This is the 15th post in my series of vintage generation ship short fiction reviews. Today I have an unusual take on the subgenre–a young scavenger couple encounter a mysterious blip on their radar!
As a reminder for anyone stopping by, all of the stories I’ll review in the series are available online via the link below in the review.
You are welcome to read and discuss along with me as I explore humanity’s visions of generational voyage. And thanks go out to all who have joined already. I also have compiled an extensive index of generation ship SF if you wish to track down my earlier reviews on the topic and any that you might want to read on your own.
Previously: Don Wilcox’s “The Voyage That Lasted 600 Years” in Amazing Stories, ed. Raymond A. Palmer (October 1940). You can read it online here.

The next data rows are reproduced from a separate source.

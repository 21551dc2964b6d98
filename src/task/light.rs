//! Photocell light detection
//!
//! The CdS cell reads lower voltages under brighter light. Everything here
//! works on the drop from the ambient level, so readings taken under different
//! room lighting stay comparable.

use embassy_time::Duration;
use embedded_hal_async::delay::DelayNs;

use crate::system::{
    budget::{poll_until, Exhausted, PollPolicy, Polled},
    calibration::CalibrationBaseline,
    config::LightConfig,
    drive_command::{Direction, DriveCommand},
    hardware::{DriveMotor, Photocell, PositionSensor, WheelEncoder},
    robot::Robot,
};

/// Light color under the photocell
#[derive(Debug, Clone, Copy, PartialEq, Eq)]
#[cfg_attr(feature = "defmt", derive(defmt::Format))]
pub enum Color {
    Red,
    Blue,
    /// No band matched
    Unknown,
}

/// Photocell voltage with no light source underneath
#[derive(Debug, Clone, Copy, PartialEq)]
#[cfg_attr(feature = "defmt", derive(defmt::Format))]
pub struct AmbientLevel(pub f32);

/// How the start-light wait ended; either way the run goes on
#[derive(Debug, Clone, Copy, PartialEq, Eq)]
#[cfg_attr(feature = "defmt", derive(defmt::Format))]
pub enum StartOutcome {
    Detected { elapsed: Duration },
    TimedOut { elapsed: Duration },
}

impl StartOutcome {
    pub fn is_detected(&self) -> bool {
        matches!(self, StartOutcome::Detected { .. })
    }

    pub fn elapsed(&self) -> Duration {
        match *self {
            StartOutcome::Detected { elapsed } | StartOutcome::TimedOut { elapsed } => elapsed,
        }
    }
}

/// Classify a drop from ambient with the default bands
pub fn classify(delta: f32, red_delta: f32) -> Color {
    LightConfig::default().classify(delta, red_delta)
}

impl LightConfig {
    /// Classify a drop from ambient against the calibrated red drop
    ///
    /// Red is checked first, so it wins if a small red drop makes the bands
    /// touch.
    pub fn classify(&self, delta: f32, red_delta: f32) -> Color {
        if delta >= red_delta - self.red_margin {
            Color::Red
        } else if delta >= red_delta * self.blue_min_ratio && delta <= red_delta * self.blue_max_ratio {
            Color::Blue
        } else {
            Color::Unknown
        }
    }
}

impl<M, E, P, C, D, S> Robot<M, E, P, C, D, S>
where
    M: DriveMotor,
    E: WheelEncoder,
    P: PositionSensor,
    C: Photocell,
    D: DelayNs,
{
    /// One photocell read at rest
    pub fn capture_baseline(&mut self) -> AmbientLevel {
        let ambient = self.cds.value();
        info!("ambient light {}", ambient);
        AmbientLevel(ambient)
    }

    /// Drop from ambient with the robot parked over the red light
    pub fn calibrate_red_delta(&mut self, ambient: AmbientLevel) -> f32 {
        let red_delta = ambient.0 - self.cds.value();
        info!("red delta {}", red_delta);
        red_delta
    }

    /// Wait for the start light, giving up after `timeout`
    pub async fn wait_for_start(&mut self, ambient: AmbientLevel, timeout: Duration) -> StartOutcome {
        let light = self.config.light;
        let policy = PollPolicy::for_timeout(light.start_poll_interval, timeout);
        let cds = &mut self.cds;

        info!("waiting for start light");
        let outcome = poll_until(&mut self.delay, policy, |_| {
            let reading = cds.value();
            trace!("start light reading {}", reading);
            light.start_threshold.is_lit(ambient.0, reading).then_some(())
        })
        .await;

        match outcome {
            Ok(Polled { polls, .. }) => {
                let elapsed = light.start_poll_interval * (polls - 1);
                info!("start light seen after {} ms", elapsed.as_millis());
                StartOutcome::Detected { elapsed }
            }
            Err(Exhausted { spent }) => {
                let elapsed = light.start_poll_interval * spent;
                warn!("no start light after {} ms, starting anyway", elapsed.as_millis());
                StartOutcome::TimedOut { elapsed }
            }
        }
    }

    /// Creep forward until the photocell sees red or blue
    ///
    /// Motors stop as soon as a band matches. After `max_attempts` samples
    /// without a match the robot stops and reports [`Color::Unknown`].
    pub async fn drive_until_color(&mut self, baseline: &CalibrationBaseline, power: f32, max_attempts: u32) -> Color {
        let light = self.config.light;
        if light.bands_overlap(baseline.red_delta) {
            warn!("red delta {} leaves no room for blue", baseline.red_delta);
        }

        self.drive.apply(DriveCommand::straight(Direction::Forward, power));

        let cds = &mut self.cds;
        let drive = &mut self.drive;
        let policy = PollPolicy::new(light.color_poll_interval, max_attempts);
        let outcome = poll_until(&mut self.delay, policy, |_| {
            let delta = baseline.light_delta(cds.value());
            let color = light.classify(delta, baseline.red_delta);
            trace!("light delta {} is {:?}", delta, color);
            if color == Color::Unknown {
                return None;
            }
            drive.stop();
            Some(color)
        })
        .await;

        self.drive.stop();

        match outcome {
            Ok(Polled { value, polls }) => {
                info!("light is {:?} after {} samples", value, polls);
                value
            }
            Err(Exhausted { spent }) => {
                warn!("no light color after {} samples", spent);
                Color::Unknown
            }
        }
    }
}

#[cfg(test)]
mod tests {
    use super::*;

    #[test]
    fn red_needs_most_of_the_calibrated_drop() {
        assert_eq!(classify(1.1, 1.0), Color::Red);
        assert_eq!(classify(0.8, 1.0), Color::Red);
        assert_eq!(classify(0.7, 1.0), Color::Unknown);
    }

    #[test]
    fn blue_sits_in_a_band_well_below_red() {
        assert_eq!(classify(0.3, 1.0), Color::Blue);
        assert_eq!(classify(0.5, 1.0), Color::Unknown);
        assert_eq!(classify(0.0, 1.0), Color::Unknown);
        assert_eq!(classify(0.1, 1.0), Color::Unknown);
    }

    #[test]
    fn non_finite_delta_is_unknown() {
        assert_eq!(classify(f32::NAN, 1.0), Color::Unknown);
    }

    #[test]
    fn outcome_accessors() {
        let outcome = StartOutcome::TimedOut {
            elapsed: Duration::from_secs(30),
        };
        assert!(!outcome.is_detected());
        assert_eq!(outcome.elapsed(), Duration::from_secs(30));
    }
}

Next Up: Julian May’s “Star of Wonder” in Thrilling Wonder Stories, ed. Samuel Mines (February 1953). You can read it online here.
Paul E. Wenzel’s cover for Galaxy Magazine, ed. H. L. Gold (June 1961)
3/5 (Average)
Fred Saberhagen’s “The Long Way Home” first appeared in the June 1961 issue of Galaxy Magazine, ed. H. L. Gold. You can read it online here.
Among the Asteroids out Near Pluto
Marty and Laura–recently married and very much in love–form the crew of the Clementine, a robotic mining, ore refining, and hauling vessel. They spend their isolated existence identifying prospective asteroids out near Pluto. Laura, on her very first space voyage, remains his liaison in the control room when Marty scoots off in his space bike to investigate a blip on the radar. If it’s a wrecked hull of “a ship dead for decade, or a century, or a thousand years” if theirs by right of salvage if they could tow it into a port (181). The robotic librarian indicates that no such vessel has ever existed! Marty’s investigation reveals that the thirty-mile long hull is part of a two-thousand-year-old larger vessel that has suffered a possibly cataclysmic disaster.